Os últimos fatos
nos permitem reflexões pouco agradáveis. No Rio e em São Paulo, assistimos a
greves que uma autoridade definiu como “greves
selvagens” - “wild cat strikes”, como eram chamadas nos EUA. A greve
selvagem é aquela feita não apenas contra o patrão, mas também contra o
sindicato da categoria, já que os trabalhadores que param o trabalho não
obedecem mais à direção sindical.
Selvagem ou não,
uma greve tem sempre um objetivo e um inimigo. Os grevistas pretendem conseguir
melhores salários e condições de trabalho. Tornando-se um instrumento de luta
da classe operária, o objetivo (podemos dizer a necessidade) era sempre
salário, e o inimigo era sempre o mesmo - o patrão. Se a população viesse a
sentir falta de algo que pelos grevistas era produzido, isso não seria
importante, seria problema menor, pois a greve não duraria o suficiente para
que os “civis” contra eles se voltassem. As coisas mudaram de figura quando as
greves afetaram setores essenciais à vida da Cidade ou feriram os interesses do
Estado. Nesse último caso, um caráter insurrecional lhe poderia ser atribuído.
Sorel pensou na greve geral como “mito” para fazer a revolução.
No Rio e em São
Paulo, os prejudicados foram menos os patrões do que a população. Em São Paulo
(no Rio deve ter acontecido o mesmo), os “civis” faltaram ao trabalho, dormiram
na rua, arriscaram-se a tudo. O prefeito Haddad, experimentando sabor amargo,
teve reação emocional: “Sabotagem!” “Guerrilha!”. Academicamente, tomemos suas
palavras como base de nossa reflexão.
Comentando a
greve geral inglesa de 1926, Haya de la Torre fez importante observação que
serve aos estudiosos e às autoridades: o significativo não é que três milhões
de trabalhadores tenham parado, mas, sim, três milhões de trabalhadores em
greve tenham voltado ao trabalho. Isso se chama organização!
Cansamos de ver
na TV um Comandante fazer a tropa de assalto acertar os relógios para que a
operação seja coordenada. A tropa, presume-se, terá sido treinada para obedecer
e agir ordenadamente. Vejamos, então, São Paulo. Os ônibus saem das garagens e,
logo em seguida, praticamente todos ao mesmo tempo, de maneira ordenada, param
nas ruas. Há, portanto, uma organização por trás de todo esse movimento
grevista, que pouco se incomoda com o sofrimento da população ou com sua
reação. A grande “parada” foi na 3ª feira.
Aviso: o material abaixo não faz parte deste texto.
//! Summarize a payroll period.

use serde::Serialize;
use tally_core::payroll::{PayrollPeriod, PayrollSummary};
use tally_core::validation::validate_payroll_period;
use tracing::info;

use super::{print_json, read_document, PayrollArgs};
use crate::config::AppConfig;
use crate::error::CliResult;

#[derive(Debug, Clone, PartialEq, Serialize)]
#[serde(rename_all = "camelCase")]
pub struct PayrollDisplay {
    pub total_gross_pay: String,
    pub total_deductions: String,
    pub total_net_pay: String,
}

#[derive(Debug, Clone, PartialEq, Serialize)]
#[serde(rename_all = "camelCase")]
pub struct PayrollResponse {
    pub summary: PayrollSummary,
    pub display: PayrollDisplay,
}

/// Run the payroll command.
pub fn run(args: PayrollArgs, config: &AppConfig) -> CliResult<()> {
    let period: PayrollPeriod = read_document(&args.input)?;
    let response = execute(&period, config)?;
    print_json(&response)
}

pub fn execute(period: &PayrollPeriod, config: &AppConfig) -> CliResult<PayrollResponse> {
    validate_payroll_period(period)?;

    let summary = period.summarize();

    info!(
        employees = summary.employee_count,
        total_net_pay = summary.total_net_pay,
        "Summarized payroll"
    );

    let display = PayrollDisplay {
        total_gross_pay: config.format_amount(summary.total_gross_pay),
        total_deductions: config.format_amount(summary.total_deductions),
        total_net_pay: config.format_amount(summary.total_net_pay),
    };

    Ok(PayrollResponse { summary, display })
}

#[cfg(test)]
mod tests {
    use super::*;
    use crate::error::CliError;
    use tally_core::ValidationError;

    fn period(json: &str) -> PayrollPeriod {
        serde_json::from_str(json).unwrap()
    }

    #[test]
    fn test_summarize_period() {
        let period = period(
            r#"{
                "period": { "start": "2024-03-01", "end": "2024-03-15" },
                "records": [
                    {
                        "employeeId": "E-1",
                        "baseSalary": 20000,
                        "commission": 1500,
                        "benefits": [{ "name": "Rice allowance", "amount": 2000 }],
                        "deductions": [{ "name": "SSS", "amount": 900 }]
                    },
                    { "employeeId": "E-2", "baseSalary": 15000 }
                ]
            }"#,
        );

        let response = execute(&period, &AppConfig::default()).unwrap();
        assert_eq!(response.summary.employee_count, 2);
        assert_eq!(response.summary.total_gross_pay, 38500.0);
        assert_eq!(response.summary.total_net_pay, 37600.0);
        assert_eq!(response.display.total_deductions, "₱900.00");
        assert_eq!(response.display.total_net_pay, "₱37600.00");
    }

    #[test]
    fn test_missing_employee_id_is_rejected() {
        let period = period(
            r#"{
                "period": { "start": "2024-03-01", "end": "2024-03-31" },
                "records": [{ "employeeId": "", "baseSalary": 100 }]
            }"#,
        );

        let err = execute(&period, &AppConfig::default()).unwrap_err();
        assert!(matches!(
            err,
            CliError::Validation(ValidationError::Required { ref field }) if field == "records[0].employeeId"
        ));
    }

    #[test]
    fn test_reversed_period_is_rejected() {
        let period = period(r#"{ "period": { "start": "2024-04-01", "end": "2024-03-01" } }"#);
        assert!(execute(&period, &AppConfig::default()).is_err());
    }

    #[test]
    fn test_empty_period() {
        let period = period(r#"{ "period": { "start": "2024-03-01", "end": "2024-03-31" } }"#);
        let response = execute(&period, &AppConfig::default()).unwrap();
        assert_eq!(response.summary.employee_count, 0);
        assert_eq!(response.display.total_net_pay, "₱0.00");
    }
}
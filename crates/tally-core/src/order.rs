//! # Order Payload
//!
//! What an order form submits once its totals are computed, and how an
//! edit form gets its settings back.
//!
//! ## Create / Edit Flow
//! ```text
//! ┌─────────────────────────────────────────────────────────────────────────┐
//! │  CREATE                                                                 │
//! │  items + OrderTotalsConfig ──► compute_totals ──► OrderPayload::build   │
//! │                                                      │                  │
//! │                                          { subtotal, tax, total, meta } │
//! │                                                      │ stored by API    │
//! │  EDIT                                                ▼                  │
//! │  OrderMeta::to_config() ◄──────────────────── meta from stored order    │
//! │        │                                                                │
//! │        └──► same OrderTotalsConfig, no default-guessing                 │
//! └─────────────────────────────────────────────────────────────────────────┘
//! ```
//!
//! The payload `subtotal` is the tax base (gross in inclusive mode, net in
//! exclusive mode), which is what the order tables display. The meta block
//! also carries the raw and discounted subtotals so nothing is ambiguous
//! after the tax mode is switched on a saved order.

use serde::{Deserialize, Serialize};
use ts_rs::TS;

use crate::policy::TaxPolicy;
use crate::totals::{compute_totals, OrderTotalsResult};
use crate::types::{
    DiscountConfig, DiscountKind, LineItem, OrderTotalsConfig, TaxConfig, TaxMode, TaxRate,
};

// =============================================================================
// Order Meta
// =============================================================================

/// Tax and discount settings persisted alongside an order.
#[derive(Debug, Clone, Copy, PartialEq, Serialize, Deserialize, TS)]
#[serde(rename_all = "camelCase")]
#[ts(export)]
pub struct OrderMeta {
    pub discount_amount: f64,
    pub discount_type: DiscountKind,
    /// Effective discount value: malformed or negative input is stored as 0.
    pub discount_value: f64,
    pub tax_rate: TaxRate,
    pub tax_type: TaxMode,
    #[serde(default)]
    pub raw_subtotal: f64,
    #[serde(default)]
    pub discounted_subtotal: f64,
}

impl OrderMeta {
    pub fn new(config: &OrderTotalsConfig, totals: &OrderTotalsResult) -> Self {
        OrderMeta {
            discount_amount: totals.discount_amount,
            discount_type: config.discount.kind,
            discount_value: config.discount.effective_value(),
            tax_rate: config.tax.rate,
            tax_type: config.tax.mode,
            raw_subtotal: totals.raw_subtotal,
            discounted_subtotal: totals.discounted_subtotal,
        }
    }

    /// Rebuilds the exact configuration the order was saved with.
    pub fn to_config(&self) -> OrderTotalsConfig {
        OrderTotalsConfig::new(
            DiscountConfig {
                kind: self.discount_type,
                value: self.discount_value,
            },
            TaxConfig::new(self.tax_rate, self.tax_type),
        )
    }
}

/// Settings for an order being opened in an edit form.
///
/// Orders saved with meta get their own settings back. Older orders
/// without meta fall back to the tax policy for the party type and no
/// discount.
pub fn config_for_edit(
    meta: Option<&OrderMeta>,
    policy: &TaxPolicy,
    party_type: &str,
) -> OrderTotalsConfig {
    match meta {
        Some(meta) => meta.to_config(),
        None => policy.config_for(party_type, DiscountConfig::none()),
    }
}

// =============================================================================
// Order Payload
// =============================================================================

/// Totals fields of a customer or purchase order as sent to the API.
#[derive(Debug, Clone, Copy, PartialEq, Serialize, Deserialize, TS)]
#[serde(rename_all = "camelCase")]
#[ts(export)]
pub struct OrderPayload {
    pub subtotal: f64,
    pub tax: f64,
    pub total: f64,
    pub meta: OrderMeta,
}

impl OrderPayload {
    /// Computes totals and packs them with their configuration.
    ///
    /// ```rust
    /// use tally_core::{DiscountConfig, LineItem, OrderPayload, OrderTotalsConfig, TaxConfig};
    ///
    /// let config = OrderTotalsConfig::new(DiscountConfig::percentage(10.0), TaxConfig::inclusive(12.0));
    /// let payload = OrderPayload::build(&[LineItem::new(4.0, 250.0)], &config);
    ///
    /// assert_eq!(payload.total, 900.0);
    /// assert_eq!(payload.meta.to_config(), config);
    /// ```
    pub fn build(items: &[LineItem], config: &OrderTotalsConfig) -> Self {
        let totals = compute_totals(items, config);
        OrderPayload::from_totals(config, &totals)
    }

    pub fn from_totals(config: &OrderTotalsConfig, totals: &OrderTotalsResult) -> Self {
        OrderPayload {
            subtotal: totals.tax_base,
            tax: totals.tax,
            total: totals.total,
            meta: OrderMeta::new(config, totals),
        }
    }
}

// =============================================================================
// Unit Tests
// =============================================================================

#[cfg(test)]
mod tests {
    use super::*;

    fn sample_items() -> Vec<LineItem> {
        vec![
            LineItem::new(2.0, 300.0).with_description("Battery"),
            LineItem::new(1.0, 400.0).with_description("Labor"),
        ]
    }

    #[test]
    fn test_meta_round_trip_restores_config() {
        let config = OrderTotalsConfig::new(DiscountConfig::fixed_amount(150.0), TaxConfig::exclusive(12.0));
        let payload = OrderPayload::build(&sample_items(), &config);

        let json = serde_json::to_string(&payload).unwrap();
        let stored: OrderPayload = serde_json::from_str(&json).unwrap();

        assert_eq!(stored.meta.to_config(), config);
        assert_eq!(compute_totals(&sample_items(), &stored.meta.to_config()).total, payload.total);
    }

    #[test]
    fn test_subtotal_is_tax_base() {
        let items = sample_items();
        let exclusive = OrderTotalsConfig::new(DiscountConfig::percentage(10.0), TaxConfig::exclusive(12.0));
        let inclusive = exclusive.with_tax(TaxConfig::inclusive(12.0));

        let payload = OrderPayload::build(&items, &exclusive);
        assert_eq!(payload.subtotal, 900.0);
        assert_eq!(payload.meta.discounted_subtotal, 900.0);
        assert_eq!(payload.meta.raw_subtotal, 1000.0);

        let payload = OrderPayload::build(&items, &inclusive);
        assert_eq!(payload.subtotal, payload.total);
        assert_eq!(payload.meta.discounted_subtotal, 900.0);
    }

    #[test]
    fn test_meta_wire_format() {
        let config = OrderTotalsConfig::new(DiscountConfig::percentage(5.0), TaxConfig::inclusive(12.0));
        let payload = OrderPayload::build(&sample_items(), &config);
        let value = serde_json::to_value(payload).unwrap();

        assert_eq!(value["meta"]["discountType"], "percentage");
        assert_eq!(value["meta"]["taxType"], "inclusive");
        assert_eq!(value["meta"]["taxRate"], 12.0);
        assert_eq!(value["meta"]["discountAmount"], 50.0);
    }

    #[test]
    fn test_garbage_discount_is_stored_as_zero() {
        let config = OrderTotalsConfig::new(
            DiscountConfig::parse(DiscountKind::FixedAmount, "n/a"),
            TaxConfig::exclusive(12.0),
        );
        let payload = OrderPayload::build(&sample_items(), &config);

        assert_eq!(payload.meta.discount_value, 0.0);
        assert_eq!(payload.meta.discount_amount, 0.0);
    }

    #[test]
    fn test_config_for_edit_prefers_meta() {
        let policy = TaxPolicy::default();
        let saved = OrderTotalsConfig::new(DiscountConfig::percentage(20.0), TaxConfig::exclusive(5.0));
        let payload = OrderPayload::build(&sample_items(), &saved);

        assert_eq!(config_for_edit(Some(&payload.meta), &policy, "business"), saved);

        let fallback = config_for_edit(None, &policy, "business");
        assert_eq!(fallback.tax, policy.tax_for("business"));
        assert_eq!(fallback.discount, DiscountConfig::none());
    }
}
//! # tally-core: Pure Business Logic for the Tally Back Office
//!
//! Order totals, customer statements and payroll as pure functions with
//! zero I/O dependencies.
//!
//! ## Architecture Position
//! ```text
//! ┌─────────────────────────────────────────────────────────────────────────┐
//! │                        Tally Architecture                               │
//! │                                                                         │
//! │  ┌─────────────────────────────────────────────────────────────────┐   │
//! │  │              Order / Statement / Payroll forms (UI)             │   │
//! │  └─────────────────────────────┬───────────────────────────────────┘   │
//! │                                │ JSON (camelCase), ts-rs bindings      │
//! │  ┌─────────────────────────────▼───────────────────────────────────┐   │
//! │  │               ★ tally-core (THIS CRATE) ★                       │   │
//! │  │                                                                 │   │
//! │  │   ┌──────────┐ ┌──────────┐ ┌───────────┐ ┌──────────┐         │   │
//! │  │   │  totals  │ │  order   │ │ statement │ │ payroll  │         │   │
//! │  │   │ discount │ │ payload  │ │ repairs + │ │ gross /  │         │   │
//! │  │   │ tax      │ │ meta     │ │ products  │ │ net pay  │         │   │
//! │  │   └──────────┘ └──────────┘ └───────────┘ └──────────┘         │   │
//! │  │   ┌──────────┐ ┌──────────┐ ┌───────────┐ ┌──────────┐         │   │
//! │  │   │  types   │ │  money   │ │  policy   │ │validation│         │   │
//! │  │   └──────────┘ └──────────┘ └───────────┘ └──────────┘         │   │
//! │  │                                                                 │   │
//! │  │   NO I/O • NO DATABASE • NO NETWORK • PURE FUNCTIONS           │   │
//! │  └─────────────────────────────────────────────────────────────────┘   │
//! └─────────────────────────────────────────────────────────────────────────┘
//! ```
//!
//! ## Modules
//!
//! - [`types`] - Line items, discount and tax configuration
//! - [`totals`] - The order totals engine
//! - [`order`] - Order payload and persisted metadata
//! - [`policy`] - Party type → tax settings table
//! - [`period`] - Inclusive billing periods
//! - [`statement`] - Customer statement aggregation
//! - [`payroll`] - Gross/net pay and period summaries
//! - [`money`] - Cent rounding for presentation
//! - [`validation`] - Caller-side input checks
//! - [`error`] - Domain error types
//!
//! ## Design Principles
//!
//! 1. **Pure Functions**: same input, bit-identical output
//! 2. **No I/O**: the crate logs through `tracing` but never installs a subscriber
//! 3. **Round at the Edge**: amounts stay `f64` until presented as [`Money`]
//! 4. **Never Fail on Arithmetic**: the totals engine is total; validation is separate
//!
//! ## Example Usage
//!
//! ```rust
//! use tally_core::{compute_totals, policy::TaxPolicy, DiscountConfig, LineItem};
//!
//! let policy = TaxPolicy::default();
//! let config = policy.config_for("business", DiscountConfig::percentage(10.0));
//!
//! let totals = compute_totals(&[LineItem::new(1.0, 1000.0)], &config);
//! let shown = totals.presented();
//!
//! assert_eq!(shown.tax.unwrap().to_string(), "108.00");
//! assert_eq!(shown.total.unwrap().to_string(), "1008.00");
//! ```

// =============================================================================
// Module Declarations
// =============================================================================

pub mod error;
pub mod money;
pub mod order;
pub mod payroll;
pub mod period;
pub mod policy;
pub mod statement;
pub mod totals;
pub mod types;
pub mod validation;

// =============================================================================
// Re-exports for Convenience
// =============================================================================

pub use error::{CoreError, CoreResult, ValidationError};
pub use money::Money;
pub use order::{OrderMeta, OrderPayload};
pub use period::BillingPeriod;
pub use totals::{compute_totals, OrderTotalsResult, PresentedTotals};
pub use types::*;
Na 4ª feira, os ônibus começaram a
voltar enquanto os representantes dos grevistas parlamentavam com os
representantes patronais, os da Prefeitura e os dirigentes sindicais (esses,
por quê?). A precisão com que os ônibus pararam e depois voltaram a rodar sem
que as reivindicações tivessem sido atendidas permite supor que a “tropa” foi
treinada a obedecer e a fazer aquilo que todos sabiam dever ser feito. Ou a
operação teria sido uma desordem sem fim.
A observação do
Prefeito sobre “guerrilha” permite essas considerações pouco tranqüilizadoras.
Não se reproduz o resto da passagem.